**What the task asks:**
From the records below, print exactly the lines starting at the one containing "report.all_checks_passed = report.postfix_running" and ending at the one containing "async fn unwind(&self, mut", ends included, and nothing else.

**Stored data entries:**
——————————

impl Installer {
    #[allow(clippy::too_many_arguments)]
    pub fn new(
        files: SystemFiles,
        paths: PathsConfig,
        detector: Arc<SystemDetector>,
        services: Arc<ServiceManager>,
        configurator: Arc<PostfixConfigurator>,
        backups: Arc<BackupManager>,
        relay_store: Arc<RelayStore>,
    ) -> Self {
        Installer {
            runner: files.runner().clone(),
            files,
            paths,
            detector,
            services,
            configurator,
            backups,
            relay_store,
            steps: Mutex::new(InstallationSteps::default()),
            run_lock: Mutex::new(()),
        }
    }

    pub async fn steps(&self) -> InstallationSteps {
        self.steps.lock().await.clone()
    }

    async fn mark(&self, update: impl FnOnce(&mut InstallationSteps)) {
        update(&mut *self.steps.lock().await);
    }

    /// Step 1. Read-only: fails with `PermissionDenied` without sudo.
    pub async fn run_system_check(&self) -> Result<SystemProfile> {
        info!("Running system checks...");
        let profile = self.detector.get_system_info().await;

        if !SUPPORTED_DISTROS.contains(&profile.os.distro.as_str()) {
            warn!("System {} may not be fully supported", profile.os.distro);
        }

        if !profile.has_sudo {
            error!("This installation requires sudo privileges");
            return Err(RelayError::PermissionDenied(
                "This installation requires sudo privileges".to_string(),
            ));
        }

        if !profile.network_connected {
            warn!("No network connectivity detected. Installation may fail without internet access.");
        }

        if profile.postfix_status.installed {
            info!("Postfix is already installed");
        } else {
            info!("Postfix is not installed, will install during setup");
        }

        self.mark(|s| s.system_check = true).await;
        Ok(profile)
    }

    /// Step 2
    pub async fn install_dependencies(&self) -> Result<()> {
        info!("Installing dependencies...");
        let kind = self.detector.detect_package_manager().await;
        PackageManager::new(self.runner.clone(), kind)
            .install_smtp_relay_dependencies()
            .await?;

        self.mark(|s| s.dependencies_installed = true).await;
        info!("Dependencies installed successfully");
        Ok(())
    }

    /// Step 3
    async fn setup_postfix_basic_config(&self, undo: &mut Vec<Compensation>) -> Result<()> {
        info!("Setting up basic Postfix configuration...");

        self.backups.create_backup(Some(PRE_SETUP_BACKUP)).await?;
        undo.push(Compensation::RestoreBackup(PRE_SETUP_BACKUP.to_string()));

        self.services.setup_postfix_basic_config().await?;

        self.mark(|s| s.postfix_configured = true).await;
        info!("Postfix basic configuration completed");
        Ok(())
    }

    /// Step 4. A partially written SASL map is removed on rollback too.
    async fn configure_smtp_relay(
        &self,
        relay: &RelayConfig,
        undo: &mut Vec<Compensation>,
    ) -> Result<()> {
        info!(
            "Configuring SMTP relay for {}:{}",
            relay.relay_host, relay.relay_port
        );

        undo.push(Compensation::RemoveRelayCredentials);
        self.configurator.configure_relay(relay).await?;

        if let Err(e) = self.relay_store.save(relay).await {
            warn!("Relay configured but not recorded: {}", e);
        }

        self.mark(|s| s.service_configured = true).await;
        info!("SMTP relay configured successfully");
        Ok(())
    }

    /// Step 5. Only state changed here is undone on rollback.
    async fn start_and_enable_services(&self, undo: &mut Vec<Compensation>) -> Result<()> {
        info!("Starting and enabling services...");
        let name = self.services.service_name().to_string();

        if !self.services.is_service_enabled(&name).await {
            self.services.enable_postfix().await?;
            undo.push(Compensation::DisableService);
        }

        if !self.services.is_service_active(&name).await {
            self.services.start_postfix().await?;
            undo.push(Compensation::StopService);
        }

        let status = self.services.get_postfix_status().await;
        if !(status.active && status.enabled) {
            error!("Postfix service is not running or enabled properly");
            return Err(RelayError::ServiceDown(
                "Postfix service is not running or enabled properly".to_string(),
            ));
        }

        self.mark(|s| s.verification_completed = true).await;
        info!("Services started and enabled successfully");
        Ok(())
    }

    /// Step 6
    pub async fn verify_installation(&self) -> VerificationReport {
        info!("Verifying installation...");
        let name = self.services.service_name();

        let mut report = VerificationReport {
            postfix_running: self.services.is_service_active(name).await,
            postfix_enabled: self.services.is_service_enabled(name).await,
            config_valid: self.configurator.check_config_validity().await,
            sasl_configured: self.configurator.sasl_configured().await,
            all_checks_passed: false,
        };
        report.all_checks_passed = report.postfix_running
            && report.postfix_enabled
            && report.config_valid
            && report.sasl_configured;

        report
    }

    async fn compensate(&self, action: &Compensation) -> Result<()> {
        match action {
            Compensation::RestoreBackup(name) => {
                self.backups.restore_backup(name).await?;
            }
            Compensation::RemoveRelayCredentials => {
                self.configurator.remove_sasl_files().await?;
                self.relay_store.clear().await?;
            }
            Compensation::StopService => self.services.stop_postfix().await?,
            Compensation::DisableService => self.services.disable_postfix().await?,
        }
        Ok(())
    }

    /// Run recorded compensations newest first; failures are logged only
    async fn unwind(&self, mut undo: Vec<Compensation>) -> Vec<Compensation> {
        let mut ran = Vec::with_capacity(undo.len());
        while let Some(action) = undo.pop() {
            info!("Rolling back: {:?}", action);
            if let Err(e) = self.compensate(&action).await {
                warn!("Rollback action {:?} failed: {}", action, e);
            }
            ran.push(action);
        }
        ran
    }

    async fn run_steps(
        &self,
        relay: &RelayConfig,
        undo: &mut Vec<Compensation>,
    ) -> std::result::Result<(), (InstallStep, RelayError)> {
        self.run_system_check()
            .await
            .map_err(|e| (InstallStep::SystemCheck, e))?;
        self.install_dependencies()
            .await
            .map_err(|e| (InstallStep::Dependencies, e))?;
        self.setup_postfix_basic_config(undo)
            .await
            .map_err(|e| (InstallStep::BasicConfig, e))?;
        self.configure_smtp_relay(relay, undo)
            .await
            .map_err(|e| (InstallStep::RelayConfig, e))?;
        self.start_and_enable_services(undo)
            .await
            .map_err(|e| (InstallStep::Services, e))?;
        Ok(())
    }

    /// Run the complete installation.
    ///
    /// Invalid relay settings are rejected before anything runs. A failing
    /// step is reported in the outcome, after rollback, not as an `Err`.
    pub async fn run_installation(&self, relay: &RelayConfig) -> Result<InstallOutcome> {
        relay.validate()?;

        let _running = self.run_lock.lock().await;
        *self.steps.lock().await = InstallationSteps::default();
        info!("Starting SMTP relay installation...");

        let mut undo = Vec::new();
        if let Err((step, e)) = self.run_steps(relay, &mut undo).await {
            error!("{} failed, aborting installation: {}", step, e);
            let compensations = self.unwind(undo).await;
            return Ok(InstallOutcome {
                success: false,
                failed_step: Some(step),
                error: Some(e.to_string()),
                compensations,
                steps: self.steps().await,
                verification: None,
            });
        }

        let verification = self.verify_installation().await;
        if !verification.all_checks_passed {
            warn!("Some verification checks failed, but installation may still work");
        }

        info!("Installation completed successfully!");
        Ok(InstallOutcome {
            success: true,
            failed_step: None,
            error: None,
            compensations: Vec::new(),
            steps: self.steps().await,
            verification: Some(verification),
        })
    }

    /// Stop Postfix, put back the newest backup, remove relay files and reset
    /// main.cf. Every step is attempted; failures become warnings.
    pub async fn run_uninstallation(&self) -> Result<UninstallReport> {
        let _running = self.run_lock.lock().await;
        info!("Starting uninstallation...");
        let mut report = UninstallReport::default();

        if let Err(e) = self.services.stop_postfix().await {
            report.warnings.push(format!("Could not stop Postfix: {}", e));
        }
        if let Err(e) = self.services.disable_postfix().await {
            report.warnings.push(format!("Could not disable Postfix: {}", e));
        }

        match self.backups.latest_backup().await {
            Ok(Some(latest)) => {
                info!("Restoring from backup: {}", latest.name);
                match self.backups.restore_backup(&latest.name).await {
                    Ok(_) => {
                        info!("System configuration restored from backup");
                        report.restored_backup = Some(latest.name);
                    }
                    Err(e) => report
                        .warnings
                        .push(format!("Could not restore from backup {}: {}", latest.name, e)),
                }
            }
            Ok(None) => info!("No backups found to restore from"),
            Err(e) => report.warnings.push(format!("Could not list backups: {}", e)),
        }

        for path in self.paths.residual_files() {
            if !self.files.exists(&path).await {
                continue;
            }
            match self.files.remove(&path).await {
                Ok(()) => report.removed_files.push(path),
                Err(e) => report
                    .warnings
                    .push(format!("Could not remove {}: {}", path.display(), e)),
            }
        }

        if let Err(e) = self.configurator.reset_to_defaults().await {
            report.warnings.push(format!("Could not reset main.cf: {}", e));
        }
        if let Err(e) = self.relay_store.clear().await {
            report.warnings.push(format!("Could not clear relay store: {}", e));
        }
        if let Err(e) = self.services.restart_postfix().await {
            report.warnings.push(format!("Could not restart Postfix: {}", e));
        }

        for warning in &report.warnings {
            warn!("{}", warning);
        }

        *self.steps.lock().await = InstallationSteps::default();
        info!("Uninstallation completed");
        Ok(report)
    }

    pub async fn get_installation_status(&self) -> InstallationStatus {
        InstallationStatus {
            steps: self.steps().await,
            system_info: self.detector.get_system_info().await,
            verification_results: self.verify_installation().await,
        }
    }
}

——————————

**Your response:**
        report.all_checks_passed = report.postfix_running
            && report.postfix_enabled
            && report.config_valid
            && report.sasl_configured;

        report
    }

    async fn compensate(&self, action: &Compensation) -> Result<()> {
        match action {
            Compensation::RestoreBackup(name) => {
                self.backups.restore_backup(name).await?;
            }
            Compensation::RemoveRelayCredentials => {
                self.configurator.remove_sasl_files().await?;
                self.relay_store.clear().await?;
            }
            Compensation::StopService => self.services.stop_postfix().await?,
            Compensation::DisableService => self.services.disable_postfix().await?,
        }
        Ok(())
    }

    /// Run recorded compensations newest first; failures are logged only
    async fn unwind(&self, mut undo: Vec<Compensation>) -> Vec<Compensation> {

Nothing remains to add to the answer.